▶ **Task to carry out**: Every line holding the string "FromRow" is to be copied from the entries below.

Stored data:
○ ○ ○ ○ ○

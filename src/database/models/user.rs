use serde::{Deserialize, Serialize};
use sqlx::FromRow;

/// Public view of a user row. Never carries the password hash or 2FA secret.
#[derive(Debug, Clone, PartialEq, Serialize, Deserialize, FromRow)]
pub struct UserProfile {
    pub id: i64,
    pub email: String,
    pub language: String,
    pub theme: String,
    pub two_fa_enabled: bool,
    pub analytics_enabled: bool,
    pub action_logging_enabled: bool,
}

/// Columns needed to check a login attempt.
#[derive(Debug, Clone, FromRow)]
pub struct LoginRecord {
    pub id: i64,
    pub password_hash: String,
}
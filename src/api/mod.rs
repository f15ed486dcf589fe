pub mod envelope;
pub mod request;
pub mod router;

pub use envelope::{Envelope, Reply};
pub use request::{HandlerRequest, JsonBody, Method};
pub use router::app;
// api/envelope.rs - response envelope returned by every handler
// {statusCode, headers, body, isBase64Encoded}

use std::collections::BTreeMap;

use axum::{
    http::{HeaderName, HeaderValue, StatusCode},
    response::{IntoResponse, Response},
};
use serde::{Deserialize, Serialize};
use serde_json::Value;

use crate::api::request::Method;
use crate::error::ApiError;

const ALLOWED_HEADERS: &str = "Content-Type, X-Session-Token";
const PREFLIGHT_MAX_AGE: &str = "86400";

#[derive(Debug, Clone, PartialEq, Serialize, Deserialize)]
#[serde(rename_all = "camelCase")]
pub struct Envelope {
    pub status_code: u16,
    pub headers: BTreeMap<String, String>,
    pub body: String,
    pub is_base64_encoded: bool,
}

impl Envelope {
    pub fn json(status: StatusCode, body: &Value) -> Self {
        let mut headers = BTreeMap::new();
        headers.insert("Content-Type".to_string(), "application/json".to_string());
        headers.insert("Access-Control-Allow-Origin".to_string(), "*".to_string());
        Self {
            status_code: status.as_u16(),
            headers,
            body: body.to_string(),
            is_base64_encoded: false,
        }
    }

    pub fn error(err: &ApiError) -> Self {
        Self::json(err.status_code(), &err.to_json())
    }

    /// CORS pre-flight answer: 200 with an empty body.
    pub fn preflight(allowed: &[Method]) -> Self {
        let methods = allowed
            .iter()
            .chain(std::iter::once(&Method::Options))
            .map(Method::as_str)
            .collect::<Vec<_>>()
            .join(", ");

        let mut headers = BTreeMap::new();
        headers.insert("Access-Control-Allow-Origin".to_string(), "*".to_string());
        headers.insert("Access-Control-Allow-Methods".to_string(), methods);
        headers.insert("Access-Control-Allow-Headers".to_string(), ALLOWED_HEADERS.to_string());
        headers.insert("Access-Control-Max-Age".to_string(), PREFLIGHT_MAX_AGE.to_string());
        Self {
            status_code: StatusCode::OK.as_u16(),
            headers,
            body: String::new(),
            is_base64_encoded: false,
        }
    }

    pub fn header(&self, name: &str) -> Option<&str> {
        self.headers
            .iter()
            .find(|(key, _)| key.eq_ignore_ascii_case(name))
            .map(|(_, value)| value.as_str())
    }

    /// Parsed body; `Value::Null` when empty or not JSON.
    pub fn json_body(&self) -> Value {
        serde_json::from_str(&self.body).unwrap_or(Value::Null)
    }
}

/// Successful handler outcome before it is wrapped.
#[derive(Debug, Clone, PartialEq)]
pub struct Reply {
    pub status: StatusCode,
    pub body: Value,
}

impl Reply {
    pub fn ok(body: Value) -> Self {
        Self { status: StatusCode::OK, body }
    }

    pub fn created(body: Value) -> Self {
        Self { status: StatusCode::CREATED, body }
    }
}

impl From<Result<Reply, ApiError>> for Envelope {
    fn from(result: Result<Reply, ApiError>) -> Self {
        match result {
            Ok(reply) => Envelope::json(reply.status, &reply.body),
            Err(err) => Envelope::error(&err),
        }
    }
}

impl IntoResponse for Envelope {
    fn into_response(self) -> Response {
        let status = StatusCode::from_u16(self.status_code).unwrap_or(StatusCode::INTERNAL_SERVER_ERROR);
        let mut response = (status, self.body).into_response();
        let headers = response.headers_mut();
        for (name, value) in &self.headers {
            match (HeaderName::try_from(name.as_str()), HeaderValue::from_str(value)) {
                (Ok(name), Ok(value)) => {
                    headers.insert(name, value);
                }
                _ => tracing::warn!("Dropping unrepresentable response header {}", name),
            }
        }
        response
    }
}

#[cfg(test)]
mod tests {
    use super::*;
    use serde_json::json;

    #[test]
    fn error_envelope_carries_message_and_cors() {
        let envelope = Envelope::error(&ApiError::not_found("File not found"));
        assert_eq!(envelope.status_code, 404);
        assert_eq!(envelope.header("access-control-allow-origin"), Some("*"));
        assert_eq!(envelope.header("Content-Type"), Some("application/json"));
        assert_eq!(envelope.json_body(), json!({"error": "File not found"}));
        assert!(!envelope.is_base64_encoded);
    }

    #[test]
    fn preflight_lists_methods_with_empty_body() {
        let envelope = Envelope::preflight(&[Method::Get, Method::Post, Method::Delete]);
        assert_eq!(envelope.status_code, 200);
        assert!(envelope.body.is_empty());
        assert_eq!(
            envelope.header("Access-Control-Allow-Methods"),
            Some("GET, POST, DELETE, OPTIONS")
        );
        assert_eq!(
            envelope.header("Access-Control-Allow-Headers"),
            Some("Content-Type, X-Session-Token")
        );
    }

    #[test]
    fn serializes_camel_case() {
        let value = serde_json::to_value(Envelope::json(StatusCode::CREATED, &json!({"ok": true}))).unwrap();
        assert_eq!(value["statusCode"], 201);
        assert_eq!(value["isBase64Encoded"], false);
        assert_eq!(value["body"], "{\"ok\":true}");
    }
}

○ ○ ○ ○ ○

▶ **Answer**:
use sqlx::FromRow;
#[derive(Debug, Clone, PartialEq, Serialize, Deserialize, FromRow)]
#[derive(Debug, Clone, FromRow)]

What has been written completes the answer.